New research shows that the gas generated by livestock and farm fertilisers - also known as the anaesthetic "laughing gas" - has overtaken CFCs as the biggest ozone-depleting substance.

Researchers at the United States National Oceanic and Atmospheric Administration have warned that the gas will remain the biggest weakener of ozone for the rest of the 21st century if nothing is done - thanks in part to the success of global efforts to cut CFCs.

New Zealand scientists are working on ways to cut nitrous oxide (N2O) emissions from farms.

Atmospheric scientists said it was now clear that work could help heal the ozone layer, as well as cut the country's greenhouse gases.

Dr Paul Johnston, of the Institute of Water and Atmospheric Research (Niwa), said the new paper was the first to calculate the ODP or "ozone depleting potential" of nitrous oxide.

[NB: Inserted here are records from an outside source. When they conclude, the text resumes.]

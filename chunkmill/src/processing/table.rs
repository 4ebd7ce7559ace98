use regex::Regex;
use scraper::{Html, Selector};

/// Label prefixed to an extracted table caption, kept verbatim so already
/// normalized output round-trips unchanged.
const CAPTION_LABEL: &str = "표제목:";

/// Flattens raw table markup into compact, embedding-friendly text: one line
/// per row, cells joined by single spaces, caption first as a label line.
///
/// Accepts both input shapes the extraction stage has produced historically:
/// structured HTML (`<table>`/`<tr>`/`<td>`) and legacy pipe-delimited text.
/// Total function: empty or unparseable input yields an empty or caption-only
/// string, and normalizing already normalized text is a no-op.
pub struct TableNormalizer {
    whitespace: Regex,
    caption_selector: Selector,
    row_selector: Selector,
    cell_selector: Selector,
}

impl TableNormalizer {
    pub fn new() -> Self {
        Self {
            whitespace: Regex::new(r"\s+").unwrap(),
            caption_selector: Selector::parse("caption").unwrap(),
            row_selector: Selector::parse("tr").unwrap(),
            cell_selector: Selector::parse("th, td").unwrap(),
        }
    }

    pub fn normalize(&self, raw: &str) -> String {
        let trimmed = raw.trim();
        if trimmed.is_empty() {
            return String::new();
        }

        let lines = if Self::looks_like_html(trimmed) {
            self.html_lines(trimmed)
        } else {
            self.delimited_lines(trimmed)
        };

        lines.join("\n")
    }

    fn looks_like_html(raw: &str) -> bool {
        let lowered = raw.to_lowercase();
        lowered.contains("<table") || lowered.contains("<tr")
    }

    fn html_lines(&self, raw: &str) -> Vec<String> {
        let fragment = Html::parse_fragment(raw);
        let mut lines = Vec::new();

        if let Some(caption) = fragment.select(&self.caption_selector).next() {
            let text = self.clean_cell(&caption.text().collect::<String>());
            if !text.is_empty() {
                lines.push(format!("{CAPTION_LABEL} {text}"));
            }
        }

        for row in fragment.select(&self.row_selector) {
            let cells: Vec<String> = row
                .select(&self.cell_selector)
                .map(|cell| self.clean_cell(&cell.text().collect::<String>()))
                .filter(|cell| !cell.is_empty())
                .collect();
            if !cells.is_empty() {
                lines.push(cells.join(" "));
            }
        }

        lines
    }

    fn delimited_lines(&self, raw: &str) -> Vec<String> {
        let mut lines = Vec::new();

        for line in raw.lines() {
            let line = line.trim();
            if line.is_empty() {
                continue;
            }

            if let Some(caption) = line.strip_prefix(CAPTION_LABEL) {
                let text = self.clean_cell(caption);
                if !text.is_empty() {
                    lines.push(format!("{CAPTION_LABEL} {text}"));
                }
                continue;
            }

            if Self::is_separator_row(line) {
                continue;
            }

            let cells: Vec<String> = line
                .split('|')
                .map(|cell| self.clean_cell(cell))
                .filter(|cell| !cell.is_empty())
                .collect();
            if !cells.is_empty() {
                lines.push(cells.join(" "));
            }
        }

        lines
    }

    /// Markdown-style alignment rows (`|---|:--:|`) carry no content.
    fn is_separator_row(line: &str) -> bool {
        line.contains('-') && line.chars().all(|c| matches!(c, '|' | '-' | ':' | '+' | ' '))
    }

    fn clean_cell(&self, cell: &str) -> String {
        let without_commas = strip_thousands_commas(cell);
        self.whitespace
            .replace_all(without_commas.trim(), " ")
            .into_owned()
    }
}

impl Default for TableNormalizer {
    fn default() -> Self {
        Self::new()
    }
}

/// Drop commas sitting between two digits (`1,234,567` → `1234567`) without
/// touching commas used as prose punctuation.
fn strip_thousands_commas(text: &str) -> String {
    let chars: Vec<char> = text.chars().collect();
    let mut out = String::with_capacity(text.len());
    for (i, c) in chars.iter().enumerate() {
        if *c == ','
            && i > 0
            && chars[i - 1].is_ascii_digit()
            && chars.get(i + 1).is_some_and(|next| next.is_ascii_digit())
        {
            continue;
        }
        out.push(*c);
    }
    out
}

#[cfg(test)]
mod tests {
    use super::*;
    use pretty_assertions::assert_eq;

    #[test]
    fn test_normalize_html_table_with_caption() {
        let normalizer = TableNormalizer::new();
        let raw = r#"<table>
            <caption>연도별 예산</caption>
            <tr><th>연도</th><th>예산</th></tr>
            <tr><td>2023</td><td>1,234,567</td></tr>
        </table>"#;
        let normalized = normalizer.normalize(raw);
        assert_eq!(normalized, "표제목: 연도별 예산\n연도 예산\n2023 1234567");
    }

    #[test]
    fn test_normalize_pipe_delimited() {
        let normalizer = TableNormalizer::new();
        let raw = "항목 | 금액\n--- | ---\n인건비 | 5,000";
        assert_eq!(normalizer.normalize(raw), "항목 금액\n인건비 5000");
    }

    #[test]
    fn test_normalize_skips_empty_cells() {
        let normalizer = TableNormalizer::new();
        let raw = "| a |  | b |";
        assert_eq!(normalizer.normalize(raw), "a b");
    }

    #[test]
    fn test_normalize_empty_input() {
        let normalizer = TableNormalizer::new();
        assert_eq!(normalizer.normalize(""), "");
        assert_eq!(normalizer.normalize("   \n  "), "");
    }

    #[test]
    fn test_normalize_unparseable_html_is_caption_only_or_empty() {
        let normalizer = TableNormalizer::new();
        let raw = "<table><caption>제목</caption></table>";
        assert_eq!(normalizer.normalize(raw), "표제목: 제목");
    }

    #[test]
    fn test_normalize_is_idempotent() {
        let normalizer = TableNormalizer::new();
        let raw = r#"<table>
            <caption>분기 실적</caption>
            <tr><td>1분기</td><td>10,000</td></tr>
            <tr><td>2분기</td><td>12,500</td></tr>
        </table>"#;
        let once = normalizer.normalize(raw);
        let twice = normalizer.normalize(&once);
        assert_eq!(once, twice);
    }

    #[test]
    fn test_normalize_collapses_whitespace() {
        let normalizer = TableNormalizer::new();
        assert_eq!(normalizer.normalize("a   b  \t c"), "a b c");
    }

    #[test]
    fn test_strip_thousands_commas_preserves_prose_commas() {
        assert_eq!(strip_thousands_commas("1,234원, 그리고"), "1234원, 그리고");
        assert_eq!(strip_thousands_commas("12,345,678"), "12345678");
        assert_eq!(strip_thousands_commas("a, b"), "a, b");
    }

    #[test]
    fn test_both_shapes_normalize_to_same_output() {
        let normalizer = TableNormalizer::new();
        let html = "<table><tr><td>서울</td><td>9,700</td></tr></table>";
        let pipes = "서울 | 9,700";
        assert_eq!(normalizer.normalize(html), normalizer.normalize(pipes));
    }
}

Researchers had long known that the gas depleted ozone but had not measured how potent it was.

Unlike CFCs, N2O was not covered by the 1987 Montreal Protocol to combat ozone depletion, because most of it is not produced by human activities.

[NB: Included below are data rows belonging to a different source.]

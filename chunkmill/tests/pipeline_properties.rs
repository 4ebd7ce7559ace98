use std::collections::BTreeSet;

use chunkmill::models::{ChunkPayload, DocumentBundle, DocumentMeta};
use chunkmill::processing::{ContentFilter, TableNormalizer};
use chunkmill::search::{DedupSession, RetrievalHit, SourceKind};
use chunkmill::{DocumentElement, ItemLabel, ProcessingPipeline};

fn element(chunk_id: &str, index: i64, label: ItemLabel, page: u32, content: &str) -> DocumentElement {
    DocumentElement {
        chunk_id: chunk_id.to_string(),
        document_id: "doc-1".to_string(),
        item_label: label,
        content: content.to_string(),
        original_content: None,
        hierarchy: None,
        index,
        page_numbers: BTreeSet::from([page]),
        summary: None,
        title: None,
        link: None,
    }
}

fn bundle(elements: Vec<DocumentElement>) -> DocumentBundle {
    DocumentBundle {
        document: DocumentMeta {
            title: Some("2023 회계연도 결산 보고서".to_string()),
            ..DocumentMeta::default()
        },
        elements,
    }
}

const LONG_TEXT_A: &str = "제1장에서는 전체 예산 집행 현황과 주요 쟁점 사항을 간략히 정리한다.";
const LONG_TEXT_B: &str = "제2장에서는 부처별 세부 집행 내역을 항목 단위로 검토하고 평가한다.";

#[test]
fn every_output_chunk_passes_the_filter() {
    let pipeline = ProcessingPipeline::default();
    let filter = ContentFilter::default();
    let b = bundle(vec![
        element("c1", 0, ItemLabel::Text, 1, LONG_TEXT_A),
        element("c2", 1, ItemLabel::Text, 1, "   "),
        element("c3", 2, ItemLabel::Text, 1, "12-34 |. ()"),
        element(
            "c4",
            3,
            ItemLabel::Table,
            2,
            "<table><tr><td>합계</td><td>1,250</td></tr></table>",
        ),
    ]);

    let output = pipeline.process(&b).unwrap();

    assert!(!output.chunks.is_empty());
    assert!(output.chunks.iter().all(|c| filter.accept(c)));
}

#[test]
fn resolvable_children_appear_exactly_once() {
    let pipeline = ProcessingPipeline::default();
    let mut child_text = element("c1", 1, ItemLabel::Text, 3, LONG_TEXT_A);
    child_text.hierarchy = Some("P1".to_string());
    let mut child_table = element(
        "c2",
        2,
        ItemLabel::Table,
        4,
        "<table><tr><td>세출</td><td>9,000</td></tr></table>",
    );
    child_table.hierarchy = Some("P1".to_string());
    let b = bundle(vec![
        element("P1", 0, ItemLabel::Text, 3, "부처별 예산 집행 개요"),
        child_text,
        child_table,
    ]);

    let output = pipeline.process(&b).unwrap();

    assert_eq!(output.chunks.len(), 1);
    let merged = &output.chunks[0];
    assert_eq!(merged.item_label(), ItemLabel::Merged);
    assert_eq!(merged.page_numbers, BTreeSet::from([3, 4]));
    match &merged.payload {
        ChunkPayload::Merged {
            children,
            merged_count,
        } => {
            assert_eq!(*merged_count, 3);
            // Children in non-decreasing index order, each exactly once.
            assert_eq!(children[0].chunk_id, "c1");
            assert_eq!(children[1].chunk_id, "c2");
        }
        other => panic!("expected merged payload, got {other:?}"),
    }
    // Neither child surfaces as a top-level chunk.
    assert!(output.chunks.iter().all(|c| c.chunk_id == "P1"));
}

#[test]
fn page_chunker_output_reconstructs_filtered_order() {
    let pipeline = ProcessingPipeline::default();
    let b = bundle(vec![
        element("c1", 0, ItemLabel::Text, 1, LONG_TEXT_A),
        element("c2", 1, ItemLabel::Text, 1, LONG_TEXT_B),
        element(
            "t1",
            2,
            ItemLabel::Table,
            1,
            "<table><tr><td>세입</td><td>100</td></tr></table>",
        ),
        element("c3", 3, ItemLabel::Text, 2, LONG_TEXT_A),
    ]);

    let output = pipeline.process(&b).unwrap();

    let covered: Vec<&str> = output.chunks.iter().flat_map(|c| c.covered_ids()).collect();
    assert_eq!(covered, vec!["c1", "c2", "t1", "c3"]);
}

#[test]
fn three_same_page_elements_yield_two_units() {
    let pipeline = ProcessingPipeline::default();
    let b = bundle(vec![
        element("c1", 0, ItemLabel::Text, 1, LONG_TEXT_A),
        element("c2", 1, ItemLabel::Text, 1, LONG_TEXT_B),
        element(
            "t1",
            2,
            ItemLabel::Table,
            1,
            "<table><tr><td>예산</td><td>500</td></tr></table>",
        ),
    ]);

    let output = pipeline.process(&b).unwrap();

    assert_eq!(output.chunks.len(), 2);
    assert_eq!(output.chunks[0].item_label(), ItemLabel::ChunkedText);
    assert_eq!(
        output.chunks[0].content,
        format!("{LONG_TEXT_A}\n\n{LONG_TEXT_B}")
    );
    assert_eq!(output.chunks[1].item_label(), ItemLabel::Table);
}

#[test]
fn table_normalizer_is_idempotent() {
    let normalizer = TableNormalizer::new();
    let raw = r#"<table>
        <caption>부처별 집행 실적</caption>
        <tr><th>부처</th><th>집행액</th></tr>
        <tr><td>교육부</td><td>75,300,000</td></tr>
    </table>"#;
    let once = normalizer.normalize(raw);
    assert_eq!(normalizer.normalize(&once), once);
}

#[test]
fn dedup_second_call_never_grows() {
    let mut session = DedupSession::new();
    let hits = || {
        vec![
            RetrievalHit {
                id: Some("c1".to_string()),
                content: "첫 결과".to_string(),
                ..RetrievalHit::default()
            },
            RetrievalHit {
                id: Some("c2".to_string()),
                content: "둘째 결과".to_string(),
                ..RetrievalHit::default()
            },
        ]
    };

    let first = session.deduplicate(hits(), SourceKind::Elasticsearch);
    let second = session.deduplicate(hits(), SourceKind::Elasticsearch);

    assert!(second.len() <= first.len());
}

#[test]
fn dedup_examples_from_heterogeneous_sources() {
    let mut session = DedupSession::new();

    // An elasticsearch hit submitted twice comes back once.
    let es_hit = RetrievalHit {
        id: Some("c1".to_string()),
        content: "색인된 문서".to_string(),
        ..RetrievalHit::default()
    };
    let kept = session.deduplicate(vec![es_hit.clone(), es_hit], SourceKind::Elasticsearch);
    assert_eq!(kept.len(), 1);

    // A web hit without a URL deduplicates on a stable content digest.
    let web_hit = || RetrievalHit {
        content: "크롤링된 본문".to_string(),
        ..RetrievalHit::default()
    };
    let kept = session.deduplicate(vec![web_hit()], SourceKind::Web);
    assert_eq!(kept.len(), 1);
    let kept = session.deduplicate(vec![web_hit()], SourceKind::Web);
    assert!(kept.is_empty());
}

#[test]
fn missing_parent_degrades_without_failing() {
    let pipeline = ProcessingPipeline::default();
    let mut orphan = element("c1", 0, ItemLabel::Text, 1, LONG_TEXT_A);
    orphan.hierarchy = Some("NEVER_EXTRACTED".to_string());
    let b = bundle(vec![orphan]);

    let output = pipeline.process(&b).unwrap();

    assert_eq!(output.chunks.len(), 1);
    assert_eq!(output.stats.anomalies.len(), 1);
    assert_eq!(output.stats.anomalies[0].parent_id, "NEVER_EXTRACTED");
}

#[test]
fn bundle_round_trips_through_json() {
    let b = bundle(vec![element("c1", 0, ItemLabel::Text, 1, LONG_TEXT_A)]);
    let json = serde_json::to_string(&b).unwrap();
    let parsed = DocumentBundle::from_json(&json).unwrap();
    assert_eq!(parsed, b);
}

#[test]
fn processed_chunks_serialize_with_flat_item_label() {
    let pipeline = ProcessingPipeline::default();
    let b = bundle(vec![element("c1", 0, ItemLabel::Text, 1, LONG_TEXT_A)]);

    let output = pipeline.process(&b).unwrap();
    let json = serde_json::to_value(&output.chunks).unwrap();

    assert_eq!(json[0]["item_label"], "chunked_text");
    assert!(json[0]["token_count"].is_object());
}
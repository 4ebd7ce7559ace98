use std::collections::{BTreeSet, HashSet};

use chrono::{DateTime, Utc};
use serde::{Deserialize, Serialize};

use crate::error::{ChunkmillError, Result};

/// Label of one extracted unit. `Text`, `Table` and `Picture` arrive from the
/// extraction stage; `Merged` and `ChunkedText` are synthesized by this core.
#[derive(Debug, Clone, Copy, Serialize, Deserialize, PartialEq, Eq, Default)]
#[serde(rename_all = "snake_case")]
pub enum ItemLabel {
    #[default]
    Text,
    Table,
    Picture,
    Merged,
    ChunkedText,
}

impl std::fmt::Display for ItemLabel {
    fn fmt(&self, f: &mut std::fmt::Formatter<'_>) -> std::fmt::Result {
        match self {
            Self::Text => write!(f, "text"),
            Self::Table => write!(f, "table"),
            Self::Picture => write!(f, "picture"),
            Self::Merged => write!(f, "merged"),
            Self::ChunkedText => write!(f, "chunked_text"),
        }
    }
}

impl std::str::FromStr for ItemLabel {
    type Err = String;

    fn from_str(s: &str) -> std::result::Result<Self, Self::Err> {
        match s.to_lowercase().as_str() {
            "text" => Ok(Self::Text),
            "table" => Ok(Self::Table),
            "picture" => Ok(Self::Picture),
            "merged" => Ok(Self::Merged),
            "chunked_text" => Ok(Self::ChunkedText),
            _ => Err(format!("Unknown item label: {s}")),
        }
    }
}

/// One raw extracted unit, read-only once inside the pipeline.
///
/// `index` is the single source of truth for ordering within a bundle;
/// `original_content` is the verbatim extraction output and is never
/// overwritten by normalization.
#[derive(Debug, Clone, Serialize, Deserialize, PartialEq)]
pub struct DocumentElement {
    pub chunk_id: String,
    pub document_id: String,
    pub item_label: ItemLabel,
    pub content: String,
    #[serde(skip_serializing_if = "Option::is_none")]
    pub original_content: Option<String>,
    /// Parent `chunk_id` for elements declared as children of another element.
    #[serde(skip_serializing_if = "Option::is_none")]
    pub hierarchy: Option<String>,
    pub index: i64,
    #[serde(default)]
    pub page_numbers: BTreeSet<u32>,
    #[serde(skip_serializing_if = "Option::is_none")]
    pub summary: Option<String>,
    #[serde(skip_serializing_if = "Option::is_none")]
    pub title: Option<String>,
    #[serde(skip_serializing_if = "Option::is_none")]
    pub link: Option<String>,
}

impl DocumentElement {
    /// Verbatim content for carrying into merged children: the extraction
    /// original when present, otherwise the working content.
    pub fn original_or_content(&self) -> &str {
        self.original_content.as_deref().unwrap_or(&self.content)
    }
}

/// Document-level metadata record accompanying one bundle.
#[derive(Debug, Clone, Serialize, Deserialize, Default, PartialEq)]
pub struct DocumentMeta {
    #[serde(skip_serializing_if = "Option::is_none")]
    pub title: Option<String>,
    #[serde(skip_serializing_if = "Option::is_none")]
    pub link: Option<String>,
    #[serde(skip_serializing_if = "Option::is_none")]
    pub source: Option<String>,
    #[serde(skip_serializing_if = "Option::is_none")]
    pub created_at: Option<DateTime<Utc>>,
    #[serde(skip_serializing_if = "Option::is_none")]
    pub updated_at: Option<DateTime<Utc>>,
}

/// One extraction output: document metadata plus the ordered element list.
#[derive(Debug, Clone, Serialize, Deserialize, PartialEq)]
pub struct DocumentBundle {
    #[serde(default)]
    pub document: DocumentMeta,
    pub elements: Vec<DocumentElement>,
}

impl DocumentBundle {
    /// Parse and validate a bundle. A malformed container or a broken caller
    /// contract fails the whole file; the caller may skip it and continue.
    pub fn from_json(raw: &str) -> Result<Self> {
        let bundle: Self = serde_json::from_str(raw)?;
        bundle.validate()?;
        Ok(bundle)
    }

    /// Enforce the caller contract: `chunk_id` unique within the bundle.
    pub fn validate(&self) -> Result<()> {
        let mut seen: HashSet<&str> = HashSet::with_capacity(self.elements.len());
        for element in &self.elements {
            if element.chunk_id.is_empty() {
                return Err(ChunkmillError::Validation(format!(
                    "Element at index {} has an empty chunk_id",
                    element.index
                )));
            }
            if !seen.insert(&element.chunk_id) {
                return Err(ChunkmillError::Validation(format!(
                    "Duplicate chunk_id '{}' in bundle",
                    element.chunk_id
                )));
            }
        }
        Ok(())
    }
}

N2O is produced naturally when bacteria in the soil break down nitrogen-containing compounds.

However, Dr Johnston, who is based at Niwa's atmospheric research centre at Lauder in Central Otago, said its present growth was "clearly" being driven by humans.

The US authors found that if N2O kept increasing at current rates, by 2050 it would be destroying the ozone layer at a third of the rate CFCs did when at their peak in 1987.

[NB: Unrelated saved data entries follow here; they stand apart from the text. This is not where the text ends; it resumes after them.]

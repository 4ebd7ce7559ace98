//! Hierarchy-aware document chunking and cross-source retrieval
//! deduplication.
//!
//! ```text
//! DocumentBundle ──► HierarchyMerger ──► ContentFilter ──► PageChunker ──► chunks
//!                          │                                    │
//!                          └─► TableNormalizer                  └─► TokenCounter
//!
//! es / graph / web / rdb hits ──► DedupSession::aggregate ──► unique results
//! ```
//!
//! The processing side turns one extracted document bundle into an ordered
//! list of search-ready chunks: elements declaring a hierarchy parent are
//! folded into merged chunks, degenerate content is filtered, and runs of
//! same-page standalone text are buffered into chunked-text units. The search
//! side deduplicates results gathered from heterogeneous retrieval backends
//! against one caller-owned session.
//!
//! The whole core is synchronous, deterministic, and performs no I/O; reading
//! and persisting bundles belongs to the caller.

pub mod config;
pub mod error;
pub mod models;
pub mod processing;
pub mod search;

pub use config::ProcessingConfig;
pub use error::{ChunkmillError, Result};
pub use models::{DocumentBundle, DocumentElement, ItemLabel, ProcessedChunk};
pub use processing::ProcessingPipeline;
pub use search::DedupSession;
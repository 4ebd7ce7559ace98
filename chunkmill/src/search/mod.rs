mod dedup;

pub use dedup::{AggregatedResults, DedupSession, RetrievalHit, SourceKind, aggregate};
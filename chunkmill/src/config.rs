use serde::Deserialize;
use std::env;

fn parse_env_or<T: std::str::FromStr>(var: &str, default: T) -> T
where
    T::Err: std::fmt::Display,
{
    match env::var(var) {
        Ok(val) => match val.parse() {
            Ok(parsed) => parsed,
            Err(e) => {
                tracing::warn!("Invalid value '{}' for {}: {}. Using default.", val, var, e);
                default
            }
        },
        Err(_) => default,
    }
}

/// Knobs for the merge/filter/chunk pipeline.
///
/// `min_text_chars` applies only to standalone text chunks, never to merged
/// or table-derived chunks. `token_estimate_factor` drives the character-based
/// token estimate used when no exact tokenizer is available.
#[derive(Debug, Clone, Deserialize)]
pub struct ProcessingConfig {
    pub min_text_chars: usize,
    pub token_estimate_factor: f32,
}

impl Default for ProcessingConfig {
    fn default() -> Self {
        Self {
            min_text_chars: 30,
            token_estimate_factor: 1.5,
        }
    }
}

impl ProcessingConfig {
    pub fn from_env() -> Self {
        let defaults = Self::default();
        Self {
            min_text_chars: parse_env_or("CHUNKMILL_MIN_TEXT_CHARS", defaults.min_text_chars),
            token_estimate_factor: parse_env_or(
                "CHUNKMILL_TOKEN_ESTIMATE_FACTOR",
                defaults.token_estimate_factor,
            ),
        }
    }
}
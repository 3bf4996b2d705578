//! Backoff helper for transient store errors.
//!
//! Only [`StorageError::Database`] is retried; `NotFound` and `Duplicate*`
//! are definitive and returned immediately. Attempts are bounded so a dead
//! store fails an event instead of hanging the dispatcher.

use crate::error::StorageError;
use std::future::Future;
use std::time::Duration;
use tokio_retry::strategy::{jitter, ExponentialBackoff};
use tokio_retry::RetryIf;
use tracing::warn;

const RETRY_BASE_DELAY_MS: u64 = 50;
const RETRY_MAX_DELAY: Duration = Duration::from_secs(2);
const MAX_RETRIES: usize = 3;

/// Runs `action`, retrying transient failures with jittered exponential
/// backoff.
pub async fn with_backoff<T, A, F>(op: &'static str, mut action: A) -> Result<T, StorageError>
where
    A: FnMut() -> F,
    F: Future<Output = Result<T, StorageError>>,
{
    let strategy = ExponentialBackoff::from_millis(RETRY_BASE_DELAY_MS)
        .max_delay(RETRY_MAX_DELAY)
        .take(MAX_RETRIES)
        .map(jitter);

    RetryIf::start(
        strategy,
        || action(),
        |e: &StorageError| {
            let transient = e.is_transient();
            if transient {
                warn!(op = %op, error = %e, "Transient store error, retrying");
            }
            transient
        },
    )
    .await
}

The ozone layer - which sits about 15-30km above the Earth - reduces the amount of skin-cancer-causing ultraviolet light that reaches the Earth from the sun.

Dr Johnston said measurements by Niwa staff had helped global efforts to improve ozone modelling.

"It is exciting to see this [study] ... after nearly 20 years of measuring," he said.

New Zealand Crown researchers have set a goal of leading the world in combating N2O and methane, the other major greenhouse gas from livestock.

Trials led by the Pastoral Greenhouse Gas Consortium have shown that a type of fertiliser known as DCD could cut N2O emissions by up to 70 per cent.

Researchers want to see how well it performs on different farms and in different regional climates. They also hope to prove it increases grass growth to the point where it is profitable for farmers to use.

Last month, the Ministry of Agriculture and Forestry and Fonterra announced a further $10 million investment over three years towards developing N2O-cutting techniques.

The Government has put DCD forward to count towards New Zealand's official emissions cuts under the Kyoto Protocol in 2015.